A bench on Two Notch Road advertises PrEP, just down the street from two HBCUs: Allen University and Benedict College. (Photos by Win Hammond/Carolina News and Reporter)
Accessible HIV testing is advertised by the state government and nonprofits throughout the year, but making HIV care the most accessible it’s ever been is a constant effort.
Sept. 25 to 29 marks the state Department of Health and Environmental Control’s PrEP Awareness Week.
PrEP stands for pre-exposure prophylaxis drugs. They’re the medicines that reduce your chances of getting HIV from sex or injected drug use, according to the federal Centers for Disease Control and Prevention.
PrEP week started in 2015 and provides HIV prevention education. Representatives from nonprofits across the state visit college campuses and community centers to hand out educational materials and offer free HIV testing.
HIV/AIDS is a disease that primarily affects marginalized groups and people of color and can be avoided with the right education and resources. And organizations target places where many people living with HIV gather.
So, historically black colleges see the most health care visitors, since at 39% of the population, the largest group of people living with HIV in South Carolina are Black men who have sex with other men.
The responsibility to make HIV care accessible doesn’t always fall to the government. Nonprofits and other organizations do the most HIV testing and treat the most patients.
The reason for the nonprofits’ role is simple, both they and state officials say: The nonprofits’ communities trust them.
Free and accessible testing is available outside of PrEP, but that responsibility is borne community-based organizations that many say are better at reaching those most vulnerable to HIV.
State government offers HIV testing on specific dates.
Columbia-based nonprofit Palmetto AIDS Life Support Services offers testing year-round. It receives $200,000 per year from DHEC over a five-year funding period specifically for testing and services.
University of South Carolina Public Health Clinical Associate Professor Dr.
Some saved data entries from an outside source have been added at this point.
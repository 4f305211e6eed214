//! Playlist data model: items, media kinds and ordered snapshots.

use std::fmt;
use std::time::Duration;

use serde::{Deserialize, Serialize};

use crate::errors::{DisplayError, Result};

/// Opaque identifier of a playlist item, stable across reloads.
#[derive(Clone, Debug, PartialEq, Eq, Hash, Serialize, Deserialize)]
pub struct ItemId(pub String);

impl fmt::Display for ItemId {
    fn fmt(&self, f: &mut fmt::Formatter<'_>) -> fmt::Result {
        f.write_str(&self.0)
    }
}

/// Media kind of a playlist item; selects the rendering strategy.
///
/// Values the engine does not know are kept verbatim in `Unknown` so that
/// the renderer can fall back to a placeholder instead of rejecting the
/// whole playlist.
#[derive(Clone, Debug, PartialEq, Eq, Hash, Serialize, Deserialize)]
#[serde(from = "String", into = "String")]
pub enum MediaKind {
    Video,
    Pdf,
    Document,
    Unknown(String),
}

const VIDEO_EXTENSIONS: &[&str] = &["mp4", "avi"];
const DOCUMENT_EXTENSIONS: &[&str] = &["xlsx", "xls", "csv", "ods"];
const PDF_EXTENSIONS: &[&str] = &["pdf"];

impl MediaKind {
    /// Parses the wire name (`video`, `pdf`, `document`), case-insensitively.
    pub fn parse(raw: &str) -> Self {
        match raw.trim().to_ascii_lowercase().as_str() {
            "video" => MediaKind::Video,
            "pdf" => MediaKind::Pdf,
            "document" => MediaKind::Document,
            _ => MediaKind::Unknown(raw.to_string()),
        }
    }

    /// Guesses the kind from a file name extension.
    ///
    /// Returns `None` when the name has no extension or the extension is not
    /// one the display accepts.
    pub fn from_file_name(name: &str) -> Option<Self> {
        let (_, ext) = name.rsplit_once('.')?;
        let ext = ext.to_ascii_lowercase();
        if VIDEO_EXTENSIONS.contains(&ext.as_str()) {
            Some(MediaKind::Video)
        } else if DOCUMENT_EXTENSIONS.contains(&ext.as_str()) {
            Some(MediaKind::Document)
        } else if PDF_EXTENSIONS.contains(&ext.as_str()) {
            Some(MediaKind::Pdf)
        } else {
            None
        }
    }

    pub fn as_str(&self) -> &str {
        match self {
            MediaKind::Video => "video",
            MediaKind::Pdf => "pdf",
            MediaKind::Document => "document",
            MediaKind::Unknown(raw) => raw,
        }
    }

    /// Human readable label shown next to the item.
    pub fn label(&self) -> &'static str {
        match self {
            MediaKind::Video => "Video",
            MediaKind::Pdf => "PDF",
            MediaKind::Document => "Spreadsheet",
            MediaKind::Unknown(_) => "File",
        }
    }

    pub fn is_known(&self) -> bool {
        !matches!(self, MediaKind::Unknown(_))
    }
}

impl From<String> for MediaKind {
    fn from(value: String) -> Self {
        MediaKind::parse(&value)
    }
}

impl From<MediaKind> for String {
    fn from(value: MediaKind) -> Self {
        value.as_str().to_string()
    }
}

impl fmt::Display for MediaKind {
    fn fmt(&self, f: &mut fmt::Formatter<'_>) -> fmt::Result {
        f.write_str(self.as_str())
    }
}

/// Longest display time accepted for an item (about 136 years).
pub const MAX_DISPLAY_SECONDS: f64 = u32::MAX as f64;

/// Converts a display time in seconds, or `None` when it is not a finite
/// value in `(0, MAX_DISPLAY_SECONDS]` or rounds down to zero.
pub fn display_duration(seconds: f64) -> Option<Duration> {
    if !seconds.is_finite() || seconds <= 0.0 || seconds > MAX_DISPLAY_SECONDS {
        return None;
    }
    Duration::try_from_secs_f64(seconds)
        .ok()
        .filter(|duration| !duration.is_zero())
}

/// One piece of content to put on screen.
///
/// Items are immutable once built; a changed playlist is delivered as a
/// whole new [`PlaylistSnapshot`].
#[derive(Clone, Debug, PartialEq)]
pub struct PlaylistItem {
    id: ItemId,
    display_name: String,
    media_kind: MediaKind,
    source_ref: String,
    display_time: Duration,
}

impl PlaylistItem {
    /// Builds an item, rejecting display times [`display_duration`] refuses.
    pub fn new(
        id: impl Into<String>,
        display_name: impl Into<String>,
        media_kind: MediaKind,
        source_ref: impl Into<String>,
        display_seconds: f64,
    ) -> Result<Self> {
        let id = id.into();
        let Some(display_time) = display_duration(display_seconds) else {
            return Err(DisplayError::invalid_item(format!(
                "item {id}: display time must be between 1ns and {MAX_DISPLAY_SECONDS} seconds, got {display_seconds}"
            )));
        };
        Ok(Self {
            id: ItemId(id),
            display_name: display_name.into(),
            media_kind,
            source_ref: source_ref.into(),
            display_time,
        })
    }

    pub fn id(&self) -> &ItemId {
        &self.id
    }

    pub fn display_name(&self) -> &str {
        &self.display_name
    }

    pub fn media_kind(&self) -> &MediaKind {
        &self.media_kind
    }

    /// Locator handed to the screen; never interpreted by the engine.
    pub fn source_ref(&self) -> &str {
        &self.source_ref
    }

    pub fn display_time(&self) -> Duration {
        self.display_time
    }

    pub fn display_seconds(&self) -> f64 {
        self.display_time.as_secs_f64()
    }
}

/// Ordered list of items; insertion order is display order.
#[derive(Clone, Debug, Default, PartialEq)]
pub struct PlaylistSnapshot {
    items: Vec<PlaylistItem>,
}

impl PlaylistSnapshot {
    pub fn new(items: Vec<PlaylistItem>) -> Self {
        Self { items }
    }

    pub fn empty() -> Self {
        Self::default()
    }

    pub fn len(&self) -> usize {
        self.items.len()
    }

    pub fn is_empty(&self) -> bool {
        self.items.is_empty()
    }

    pub fn get(&self, index: usize) -> Option<&PlaylistItem> {
        self.items.get(index)
    }

    pub fn items(&self) -> &[PlaylistItem] {
        &self.items
    }

    pub fn iter(&self) -> std::slice::Iter<'_, PlaylistItem> {
        self.items.iter()
    }
}

impl FromIterator<PlaylistItem> for PlaylistSnapshot {
    fn from_iter<I: IntoIterator<Item = PlaylistItem>>(iter: I) -> Self {
        Self {
            items: iter.into_iter().collect(),
        }
    }
}

impl<'a> IntoIterator for &'a PlaylistSnapshot {
    type Item = &'a PlaylistItem;
    type IntoIter = std::slice::Iter<'a, PlaylistItem>;

    fn into_iter(self) -> Self::IntoIter {
        self.items.iter()
    }
}

#[cfg(test)]
mod tests {
    use super::*;

    #[test]
    fn test_media_kind_parse() {
        assert_eq!(MediaKind::parse("video"), MediaKind::Video);
        assert_eq!(MediaKind::parse(" PDF "), MediaKind::Pdf);
        assert_eq!(MediaKind::parse("Document"), MediaKind::Document);
        assert_eq!(
            MediaKind::parse("hologram"),
            MediaKind::Unknown("hologram".to_string())
        );
    }

    #[test]
    fn test_media_kind_from_file_name() {
        assert_eq!(MediaKind::from_file_name("clip.MP4"), Some(MediaKind::Video));
        assert_eq!(MediaKind::from_file_name("a.b.avi"), Some(MediaKind::Video));
        assert_eq!(
            MediaKind::from_file_name("sales.xlsx"),
            Some(MediaKind::Document)
        );
        assert_eq!(MediaKind::from_file_name("sales.csv"), Some(MediaKind::Document));
        assert_eq!(MediaKind::from_file_name("report.pdf"), Some(MediaKind::Pdf));
        assert_eq!(MediaKind::from_file_name("notes.txt"), None);
        assert_eq!(MediaKind::from_file_name("README"), None);
    }

    #[test]
    fn test_media_kind_serde_keeps_unknown_values() {
        let kinds: Vec<MediaKind> = serde_json::from_str(r#"["video","pdf","gif"]"#).unwrap();
        assert_eq!(
            kinds,
            vec![
                MediaKind::Video,
                MediaKind::Pdf,
                MediaKind::Unknown("gif".to_string())
            ]
        );
        assert_eq!(
            serde_json::to_string(&MediaKind::Document).unwrap(),
            r#""document""#
        );
    }

    #[test]
    fn test_item_rejects_non_positive_display_time() {
        assert!(PlaylistItem::new("1", "a", MediaKind::Video, "u", 0.0).is_err());
        assert!(PlaylistItem::new("1", "a", MediaKind::Video, "u", -3.0).is_err());
        assert!(PlaylistItem::new("1", "a", MediaKind::Video, "u", f64::NAN).is_err());

        let item = PlaylistItem::new("1", "a", MediaKind::Video, "u", 2.5).unwrap();
        assert_eq!(item.display_time(), Duration::from_millis(2500));
        assert_eq!(item.id().to_string(), "1");
    }

    #[test]
    fn test_item_rejects_out_of_range_display_time() {
        for seconds in [1e-12, 1e19, 1e20, MAX_DISPLAY_SECONDS * 2.0, f64::INFINITY] {
            assert!(
                PlaylistItem::new("1", "a", MediaKind::Pdf, "u", seconds).is_err(),
                "{seconds} accepted"
            );
        }

        let longest = PlaylistItem::new("1", "a", MediaKind::Pdf, "u", MAX_DISPLAY_SECONDS).unwrap();
        assert_eq!(longest.display_time(), Duration::from_secs(u32::MAX as u64));
        assert!(display_duration(1e-9).is_some());
        assert!(display_duration(1e-10).is_none());
    }

    #[test]
    fn test_snapshot_preserves_order() {
        let snapshot: PlaylistSnapshot = ["c", "a", "b"]
            .iter()
            .map(|name| PlaylistItem::new(*name, *name, MediaKind::Pdf, "u", 1.0).unwrap())
            .collect();
        let names: Vec<_> = snapshot.iter().map(|i| i.display_name()).collect();
        assert_eq!(names, vec!["c", "a", "b"]);
        assert!(!snapshot.is_empty());
        assert!(PlaylistSnapshot::empty().is_empty());
    }
}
Edena Guimaraes said she worked for the health department for about nine years.
Guimaraes said entities other than the state government giving free HIV testing is better for everyone.
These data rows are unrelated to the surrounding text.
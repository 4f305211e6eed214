//! # Kiosk Configuration Module
//!
//! Configuration management for the kiosk display client:
//! - Loading configuration from a YAML file
//! - Merging with the embedded default configuration
//! - Environment variable overrides (`KIOSK_CONFIG__SECTION__KEY=value`)
//! - Typed getters and setters with defaults
//! - Thread-safe singleton access
//!
//! ## Usage
//!
//! ```no_run
//! use kioskconfig::get_config;
//!
//! let config = get_config();
//! let level = config.get_log_min_level()?;
//! let display_id = config.get_display_id()?;
//! # Ok::<(), anyhow::Error>(())
//! ```

use anyhow::{anyhow, Result};
use dirs::home_dir;
use lazy_static::lazy_static;
use serde_yaml::{Mapping, Number, Value};
use std::{
    env, fs,
    path::{Path, PathBuf},
    sync::{Arc, Mutex, MutexGuard},
};
use tracing::{info, warn};
use uuid::Uuid;

// Embedded default configuration
const DEFAULT_CONFIG: &str = include_str!("kiosk.yaml");

lazy_static! {
    static ref CONFIG: Arc<Config> =
        Arc::new(Config::load_config("").expect("Failed to load kiosk configuration"));
}

const ENV_CONFIG_DIR: &str = "KIOSK_CONFIG";
const ENV_PREFIX: &str = "KIOSK_CONFIG__";
const CONFIG_DIR_NAME: &str = ".kiosk";
const CONFIG_FILE_NAME: &str = "config.yaml";

const DEFAULT_LOG_MIN_LEVEL: &str = "INFO";
const DEFAULT_LOG_FILE: &str = "kiosk.log";

/// Macro to generate getter/setter for u64 values with default
macro_rules! impl_u64_config {
    ($getter:ident, $setter:ident, $path:expr, $default:expr) => {
        pub fn $getter(&self) -> Result<u64> {
            Ok(self.get_u64_or($path, $default))
        }

        pub fn $setter(&self, value: u64) -> Result<()> {
            self.set_value($path, Value::Number(Number::from(value)))
        }
    };
}

/// Macro to generate getter/setter for string values with default
macro_rules! impl_string_config {
    ($getter:ident, $setter:ident, $path:expr, $default:expr) => {
        pub fn $getter(&self) -> Result<String> {
            Ok(self.get_string_or($path, $default))
        }

        pub fn $setter(&self, value: String) -> Result<()> {
            self.set_value($path, Value::String(value))
        }
    };
}

/// Configuration manager for the kiosk client
///
/// Holds the merged YAML tree behind a mutex; every setter persists the
/// whole tree back to `config.yaml`.
#[derive(Debug)]
pub struct Config {
    config_dir: String,
    path: String,
    data: Mutex<Value>,
}

impl Clone for Config {
    fn clone(&self) -> Self {
        let data = self
            .data
            .lock()
            .unwrap_or_else(|poisoned| poisoned.into_inner())
            .clone();
        Self {
            config_dir: self.config_dir.clone(),
            path: self.path.clone(),
            data: Mutex::new(data),
        }
    }
}

impl Config {
    /// Finds a config directory by trying different locations in order
    fn find_config_dir(directory: &str) -> String {
        // 1. Try provided directory
        if !directory.is_empty() {
            return directory.to_string();
        }

        // 2. Try environment variable
        if let Ok(env_path) = env::var(ENV_CONFIG_DIR) {
            info!(env_var=ENV_CONFIG_DIR, path=%env_path, "Trying to load config from env");
            return env_path;
        }

        // 3. Try current directory
        if Path::new(CONFIG_DIR_NAME).exists() {
            return CONFIG_DIR_NAME.to_string();
        }

        // 4. Try home directory
        if let Some(home) = home_dir() {
            let home_config = home.join(CONFIG_DIR_NAME);
            if home_config.exists() {
                return home_config.to_string_lossy().to_string();
            }
        }

        CONFIG_DIR_NAME.to_string()
    }

    /// Validates and prepares a config directory
    fn validate_config_dir(path: &Path) -> Result<()> {
        if !path.exists() {
            fs::create_dir_all(path)?;
        }

        if !path.is_dir() {
            return Err(anyhow!("{} is not a directory", path.display()));
        }

        // write then read permission
        let test_file = path.join(".write_test");
        fs::write(&test_file, b"test")?;
        fs::remove_file(&test_file)?;
        fs::read_dir(path)?;

        Ok(())
    }

    /// Determines and validates the configuration directory
    ///
    /// The directory is searched in the following order:
    /// 1. The provided `directory` parameter if not empty
    /// 2. The `KIOSK_CONFIG` environment variable
    /// 3. `.kiosk` in the current directory
    /// 4. `.kiosk` in the user's home directory
    ///
    /// The directory is created if it doesn't exist, and checked for
    /// read/write access.
    pub fn config_dir(directory: &str) -> Result<String> {
        let dir_path = Self::find_config_dir(directory);
        Self::validate_config_dir(Path::new(&dir_path))?;
        Ok(dir_path)
    }

    /// Loads the configuration from the specified directory
    ///
    /// This method:
    /// 1. Determines the configuration directory
    /// 2. Loads the default embedded configuration
    /// 3. Merges it with the external config.yaml file if present
    /// 4. Applies environment variable overrides
    /// 5. Saves the merged configuration
    pub fn load_config(directory: &str) -> Result<Self> {
        let config_dir = Self::config_dir(directory)?;
        info!(config_dir=%config_dir, "Using config directory");

        let config_file_path = Path::new(&config_dir).join(CONFIG_FILE_NAME);
        let path = config_file_path.to_string_lossy().to_string();

        let mut default_value: Value = serde_yaml::from_str(DEFAULT_CONFIG)?;

        let yaml_data = if let Ok(data) = fs::read(&path) {
            info!(config_file=%path, "Loaded config file");
            data
        } else {
            info!(config_file=%path, "Config file not found, using default embedded config");
            DEFAULT_CONFIG.as_bytes().to_vec()
        };

        let external_value: Value = serde_yaml::from_slice(&yaml_data)?;
        merge_yaml(&mut default_value, &external_value);
        let mut config_value = Self::lower_keys_value(default_value);

        Self::apply_env_overrides(&mut config_value);

        let config = Config {
            config_dir,
            path,
            data: Mutex::new(config_value),
        };

        config.save()?;
        Ok(config)
    }

    /// Directory holding `config.yaml`
    pub fn dir(&self) -> &str {
        &self.config_dir
    }

    /// Full path of `config.yaml`
    pub fn file_path(&self) -> &str {
        &self.path
    }

    fn lock(&self) -> Result<MutexGuard<'_, Value>> {
        self.data
            .lock()
            .map_err(|_| anyhow!("configuration lock poisoned"))
    }

    /// Saves the current configuration to the config.yaml file
    pub fn save(&self) -> Result<()> {
        let data = self.lock()?;
        let yaml = serde_yaml::to_string(&*data)?;
        fs::write(&self.path, yaml)?;
        Ok(())
    }

    /// Sets a configuration value at the specified path and saves it
    ///
    /// # Arguments
    ///
    /// * `path` - Array of keys representing the path (e.g., `&["display", "auto_rotation"]`)
    /// * `value` - The YAML value to set
    pub fn set_value(&self, path: &[&str], value: Value) -> Result<()> {
        let mut data = self.lock()?;
        Self::set_value_internal(&mut data, path, value)?;
        drop(data);
        self.save()
    }

    fn set_value_internal(data: &mut Value, path: &[&str], value: Value) -> Result<()> {
        if path.is_empty() {
            *data = value;
            return Ok(());
        }
        if let Value::Mapping(map) = data {
            let key_value = Value::String(path[0].to_lowercase());
            if path.len() == 1 {
                map.insert(key_value, value);
            } else {
                let entry = map
                    .entry(key_value)
                    .or_insert(Value::Mapping(Mapping::new()));
                Self::set_value_internal(entry, &path[1..], value)?;
            }
            Ok(())
        } else {
            Err(anyhow!("Current node is not a map"))
        }
    }

    /// Gets a configuration value at the specified path
    ///
    /// Returns an error if the path doesn't exist.
    pub fn get_value(&self, path: &[&str]) -> Result<Value> {
        let data = self.lock()?;
        Self::get_value_internal(&data, path)
    }

    fn get_value_internal(data: &Value, path: &[&str]) -> Result<Value> {
        let mut current = data;
        for (i, key) in path.iter().enumerate() {
            if let Value::Mapping(map) = current {
                if let Some(next) = map.get(&Value::String(key.to_lowercase())) {
                    current = next;
                } else {
                    return Err(anyhow!("Path {} does not exist", path[..=i].join(".")));
                }
            } else {
                return Err(anyhow!("Path {} is not a Config", path[..i].join(".")));
            }
        }
        Ok(current.clone())
    }

    /// Reads an unsigned integer, accepting numeric strings; falls back to
    /// `default` (with a warning) on anything else.
    pub fn get_u64_or(&self, path: &[&str], default: u64) -> u64 {
        match self.get_value(path) {
            Ok(Value::Number(n)) => match n.as_u64() {
                Some(v) => v,
                None => {
                    warn!(path = %path.join("."), value = %n, default, "Not an unsigned integer, using default");
                    default
                }
            },
            Ok(Value::String(s)) => s.trim().parse().unwrap_or_else(|_| {
                warn!(path = %path.join("."), value = %s, default, "Not an unsigned integer, using default");
                default
            }),
            _ => default,
        }
    }

    pub fn get_bool_or(&self, path: &[&str], default: bool) -> bool {
        match self.get_value(path) {
            Ok(Value::Bool(b)) => b,
            Ok(Value::String(s)) => match s.trim().to_ascii_lowercase().as_str() {
                "true" | "yes" | "on" | "1" => true,
                "false" | "no" | "off" | "0" => false,
                _ => default,
            },
            _ => default,
        }
    }

    pub fn get_string_or(&self, path: &[&str], default: &str) -> String {
        match self.get_value(path) {
            Ok(Value::String(s)) => s,
            Ok(Value::Number(n)) => n.to_string(),
            _ => default.to_string(),
        }
    }

    fn apply_env_overrides(config: &mut Value) {
        for (key, value) in env::vars() {
            if key.starts_with(ENV_PREFIX) {
                let key_path = key
                    .trim_start_matches(ENV_PREFIX)
                    .split("__")
                    .collect::<Vec<_>>();
                let yaml_value = Self::convert_env_value(&value);
                let _ = Self::set_value_internal(config, &key_path, yaml_value);
            }
        }
    }

    fn convert_env_value(value: &str) -> Value {
        if let Ok(parsed) = serde_yaml::from_str::<Value>(value) {
            return parsed;
        }
        Value::String(value.to_string())
    }

    fn lower_keys_value(value: Value) -> Value {
        match value {
            Value::Mapping(map) => {
                let mut new_map = Mapping::new();
                for (k, v) in map {
                    if let Value::String(s) = k {
                        new_map.insert(Value::String(s.to_lowercase()), Self::lower_keys_value(v));
                    } else {
                        new_map.insert(k, Self::lower_keys_value(v));
                    }
                }
                Value::Mapping(new_map)
            }
            Value::Sequence(seq) => {
                Value::Sequence(seq.into_iter().map(Self::lower_keys_value).collect())
            }
            _ => value,
        }
    }

    /// Resolves a path relative to the configuration directory
    pub fn resolve_path(&self, path: &str) -> PathBuf {
        let candidate = Path::new(path);
        if candidate.is_absolute() {
            candidate.to_path_buf()
        } else {
            Path::new(&self.config_dir).join(candidate)
        }
    }

    /// Gets the identifier of this display, generating one if it doesn't exist
    ///
    /// The identifier is sent to the server with every playlist request and
    /// stays stable across restarts once persisted.
    pub fn get_display_id(&self) -> Result<String> {
        let path = &["display", "id"];
        match self.get_value(path) {
            Ok(Value::String(id)) if !id.trim().is_empty() => Ok(id.trim().to_string()),
            _ => {
                let new_id = Uuid::new_v4().to_string();
                self.set_value(path, Value::String(new_id.clone()))?;
                info!(display_id = %new_id, "Generated display identifier");
                Ok(new_id)
            }
        }
    }

    pub fn set_display_id(&self, id: String) -> Result<()> {
        self.set_value(&["display", "id"], Value::String(id.trim().to_string()))
    }

    impl_string_config!(
        get_log_min_level,
        set_log_min_level,
        &["host", "logger", "min_level"],
        DEFAULT_LOG_MIN_LEVEL
    );

    /// Log file location; empty means `<config_dir>/kiosk.log`
    pub fn get_log_file(&self) -> Result<PathBuf> {
        let configured = self.get_string_or(&["host", "logger", "file"], "");
        let file = if configured.trim().is_empty() {
            DEFAULT_LOG_FILE.to_string()
        } else {
            configured
        };
        let path = self.resolve_path(&file);
        if let Some(parent) = path.parent() {
            if !parent.as_os_str().is_empty() && !parent.exists() {
                fs::create_dir_all(parent)?;
                info!(directory=%parent.display(), "Created log directory");
            }
        }
        Ok(path)
    }

    pub fn set_log_file(&self, file: String) -> Result<()> {
        self.set_value(&["host", "logger", "file"], Value::String(file))
    }

    impl_u64_config!(
        get_server_timeout_ms,
        set_server_timeout_ms,
        &["server", "timeout_ms"],
        15_000
    );
}

/// Returns the global configuration instance
///
/// The configuration is loaded on first access from the default location.
pub fn get_config() -> Arc<Config> {
    CONFIG.clone()
}

/// Merges external YAML configuration into default configuration
///
/// - For mappings, keys from `external` are merged recursively into `default`
/// - For scalars and sequences, the external value replaces the default one
fn merge_yaml(default: &mut Value, external: &Value) {
    match (default, external) {
        (Value::Mapping(dmap), Value::Mapping(emap)) => {
            for (k, v) in emap {
                match dmap.get_mut(k) {
                    Some(dv) => merge_yaml(dv, v),
                    None => {
                        dmap.insert(k.clone(), v.clone());
                    }
                }
            }
        }
        (d, e) => *d = e.clone(),
    }
}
The most common demographics of people living with HIV are the poor, the homeless and portions of minority groups.
Guimaraes said before HIV testing was done orally – and results were turned back to patients in 20 minutes – test results would have to be returned in the mail or in person. Returning results to homeless patients, for instance, was rare.
Testing is more accessible than ever with the help of community-based organizations, and works better with the health department overseeing all testing, Guimaraes said.
Head of the HIV/STD division of the health department, Tony Price, said that even though DHEC advertises free testing in observance of PrEP week or World AIDS Day on Dec. 1, the health department and many clinics aren’t going to turn anyone away, because of financial barriers or any other reason.
“If someone says they don’t have any insurance, and they’ve got absolutely zero dollars to pay – no credit card or whatever – they’ll be able to ask for and get an HIV test at the health department,” Price said.
Eliminating access to testing would be detrimental to public health, he said. Testing is the “gateway” to accessing HIV services. Services have to go to patients and people at risk, not the other way around, he said.
HIV is stigmatized, and many people won’t seek out care unless it’s made more approachable, Price said.
“HBCU campuses – they’re right there – they’re gonna have an informational, educational and hopefully a fun event.” Price said. “(Organizations) can provide to folks in their parking lot or, in a nearby setting, where people feel comfortable.”